ZGM
ZGM
Zenta Group Company Limited Ordinary SharesIncome Statement
| Period | Revenue | Operating Expense | Net Income | Net Profit Margin | Earnings Per Share | EBITDA |
|---|
Balance Statement
| Period | Cash & Short-term | Total Assets | Total Liabilities | Total Equity |
|---|
Cash Flow Statement
| Period | Net Income | Cash From Operations | Cash From Investing | Cash From Financing | Net Change | Free Cash Flow |
|---|
5-Year Trend Analysis
A comprehensive look at Zenta Group Company Limited Ordinary Shares's financial evolution and strategic trajectory over the past five years.
ZGM’s main strengths are its rapid scaling from loss-making to strongly profitable operations, its very low financial leverage, and its distinctive niche at the crossroads of fintech, AI, and industrial park advisory in the Greater Bay Area. The company benefits from high margins, a largely asset-light model, and strong growth in retained earnings and equity, which together give it financial resilience. Its integrated ecosystem, combining technology solutions with investment and industrial services, provides multiple touchpoints with clients and supports cross-selling and deeper relationships.

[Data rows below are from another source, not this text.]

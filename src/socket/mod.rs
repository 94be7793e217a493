// src/socket/mod.rs

/// Defines `SocketEvent`, the wire encoder and the publisher side of a monitor feed.
pub mod events;
/// The inproc `PairSocket` control channel.
pub mod pair_socket;

use crate::error::ZmqError;
use crate::message::Msg;

use async_trait::async_trait;
use std::fmt;
use std::time::Duration;

/// The side channel a `Monitor` reads records from.
///
/// Implementations own the transport details; the monitor only relies on the
/// bounded `poll` contract below.
#[async_trait]
pub trait ControlChannel: Send + fmt::Debug {
  /// Attaches the channel to the publisher at `endpoint`.
  async fn connect(&mut self, endpoint: &str) -> Result<(), ZmqError>;

  /// Detaches from `endpoint`.
  async fn disconnect(&mut self, endpoint: &str) -> Result<(), ZmqError>;

  /// Waits up to `timeout` for the next multipart record.
  ///
  /// Returns `ZmqError::Timeout` when nothing arrived in time. Any other error
  /// is treated as fatal by the monitor loop.
  async fn poll(&mut self, timeout: Duration) -> Result<Vec<Msg>, ZmqError>;

  /// Releases the channel's resources. Called exactly once by `Monitor::dispose`.
  async fn close(&mut self);
}

pub use events::{encode_event, EventMask, EventPublisher, SocketEvent, DEFAULT_MONITOR_CAPACITY};
pub use pair_socket::PairSocket;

Key risks include highly volatile cash flow, heavy recent reliance on intangibles and rising short-term obligations on the balance sheet, and a noticeable decline in R&D spending relative to revenue. The sharp increase in overheads, tightening liquidity metrics, and dependence on a specific region and business mix also introduce vulnerability if growth slows or if the regulatory and competitive landscape shifts. In addition, the extraordinary recent growth rates and margins may prove difficult to sustain, so future periods could show normalization or even setbacks compared with the very strong recent performance.
The overall outlook for ZGM is one of cautious optimism: the company has clearly demonstrated strong execution, found a receptive market for its services, and significantly strengthened its financial position in a short time. Its strategic focus on AI-enabled fintech and regional development in and around Macau gives it a clear narrative and room for further expansion, including into neighboring markets. At the same time, the next phase is likely to be more about proving durability—consistent cash generation, disciplined cost and working-capital management, and renewed investment in innovation—than about repeating the same explosive growth and margin gains seen in the recent past.
About Zenta Group Company Limited Ordinary Shares
https://zenta.com.moZenta Group Company Limited, together with its subsidiaries, engages in the provision of industrial park consultation and business investment consultation services; and sale of fintech products and services in Macau and the People's Republic of China. It offers fintech services to customers by offering algorithm and big data models and a blockchain system.
Income Statement
| Period | Revenue | Operating Expense | Net Income | Net Profit Margin | Earnings Per Share | EBITDA |
|---|
Balance Statement
| Period | Cash & Short-term | Total Assets | Total Liabilities | Total Equity |
|---|
Cash Flow Statement
| Period | Net Income | Cash From Operations | Cash From Investing | Cash From Financing | Net Change | Free Cash Flow |
|---|
5-Year Trend Analysis
A comprehensive look at Zenta Group Company Limited Ordinary Shares's financial evolution and strategic trajectory over the past five years.
ZGM’s main strengths are its rapid scaling from loss-making to strongly profitable operations, its very low financial leverage, and its distinctive niche at the crossroads of fintech, AI, and industrial park advisory in the Greater Bay Area. The company benefits from high margins, a largely asset-light model, and strong growth in retained earnings and equity, which together give it financial resilience. Its integrated ecosystem, combining technology solutions with investment and industrial services, provides multiple touchpoints with clients and supports cross-selling and deeper relationships.
Key risks include highly volatile cash flow, heavy recent reliance on intangibles and rising short-term obligations on the balance sheet, and a noticeable decline in R&D spending relative to revenue. The sharp increase in overheads, tightening liquidity metrics, and dependence on a specific region and business mix also introduce vulnerability if growth slows or if the regulatory and competitive landscape shifts. In addition, the extraordinary recent growth rates and margins may prove difficult to sustain, so future periods could show normalization or even setbacks compared with the very strong recent performance.
The overall outlook for ZGM is one of cautious optimism: the company has clearly demonstrated strong execution, found a receptive market for its services, and significantly strengthened its financial position in a short time. Its strategic focus on AI-enabled fintech and regional development in and around Macau gives it a clear narrative and room for further expansion, including into neighboring markets. At the same time, the next phase is likely to be more about proving durability—consistent cash generation, disciplined cost and working-capital management, and renewed investment in innovation—than about repeating the same explosive growth and margin gains seen in the recent past.